Human cytochrome P4501 2E1 (CYP2E1) metabolizes a diverse group of xenobiotics, potentially resulting in chemical or immunologic hepatotoxicity or carcinogenesis. (CYP2E1) induction may be associated with increased risk of toxicity; inhibition may ameliorate the negative consequences of CYP2E1 metabolism.

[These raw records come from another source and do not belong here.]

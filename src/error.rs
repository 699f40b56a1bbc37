//! Error taxonomy for the engine.
//!
//! Only `EngineError` ever leaves a run. Per-chunk and per-item failures
//! (`ScoreUnavailable`, `ItemRejection`) are recovered where they happen and
//! rolled into counters on the aggregate.

use thiserror::Error;

#[derive(Error, Debug)]
pub enum EngineError {
    /// Invalid thresholds, margins or limits. Raised at construction time.
    #[error("configuration error: {0}")]
    Configuration(String),

    /// The ticker key is empty after trimming. A per-request error.
    #[error("invalid ticker: {0:?}")]
    InvalidTicker(String),

    /// The injected state store failed while reading or writing the prior suggestion.
    #[error("state store error: {0:#}")]
    StateStore(#[source] anyhow::Error),
}

pub type EngineResult<T> = Result<T, EngineError>;

/// Scorer failure for a single chunk.
#[derive(Error, Debug, Clone, PartialEq)]
pub enum ScoreUnavailable {
    #[error("scorer timed out")]
    Timeout,

    #[error("model error: {0}")]
    Model(String),

    #[error("malformed input: {0}")]
    MalformedInput(String),

    #[error("scoring task failed: {0}")]
    TaskFailed(String),
}

/// Why an item did not make it into the ticker aggregate.
#[derive(Error, Debug, Clone, Copy, PartialEq, Eq)]
pub enum ItemRejection {
    #[error("item has neither headline nor body")]
    EmptyContent,

    #[error("all {chunk_count} chunks failed to score")]
    NoScorableChunks { chunk_count: usize },
}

CYP2E1 activity increases in modestly obese subjects. However, the mechanism of this increase and in vivo regulation of human (CYP2E1) are poorly characterized. The purpose of these investigations is to identify: (1) the effect and mechanism of morbid obesity on (CYP2E1) activity and expression, (2) relationships between obesity-related hepatic disease and CYP2E1 activity, (3) the functional in vivo (CYP2E1) turnover in healthy subjects, and (4) the duration of inhibition following administration of the mechanism-based CYP2E1 inhibitor, disulfiram.; Compared to non-obese subjects, morbid obesity produced a fivefold increase in (CYP2E1) activity, measured as 6-hydroxylation of chlorzoxazone (CLZ), a selective in vivo CYP2E I probe. Plasma protein binding of CLZ increased by 60%. Accounting for the effect of these changes on hepatic CLZ clearance, there was a 2.7-fold induction of in vivo (CYP2E1) activity. A significant correlation between in vivo (CYP2E1) activity and body mass (r2 = 0.78) was observed. There is a greater degree of hepatic steatosis with teatosis with increased CYP2E1 activity. Post-gastroplasty weight loss in morbidly obese subjects accompanied the return of normal CYP2E1 activity. In contrast to in vivo results, no increase in hepatic microsomal immunoreactive CYP2E1 protein content was found in obese subjects. Hepatic microsomal CLZ Vmax and Km values were no different between obese and normal subjects, and there was poor predictability of in vivo CLZ hepatic intrinsic clearance from in vitro data. Cofactors and their activity (hepatic microsomial cytochrome b5, NADH or NADPH-dependent cytochrome c reduction, and significant NADH/NADPH effect in microsomal CLZ oxidation rates) failed to explain the obesity-related increase in vivo CYP2E1 activity. In healthy subjects, 95% inhibition of CYP2E1 activity was observed one day after a single dose of disulfiram. CYP2E1 activity returned to half that of control values by day 3, and to baseline values by day 8. The in vivo human CYP2E1 synthesis rate and degradation half-life were estimated at 11 +/- 5 nanomoles/hour and 50 +/- 19 hours, respectively.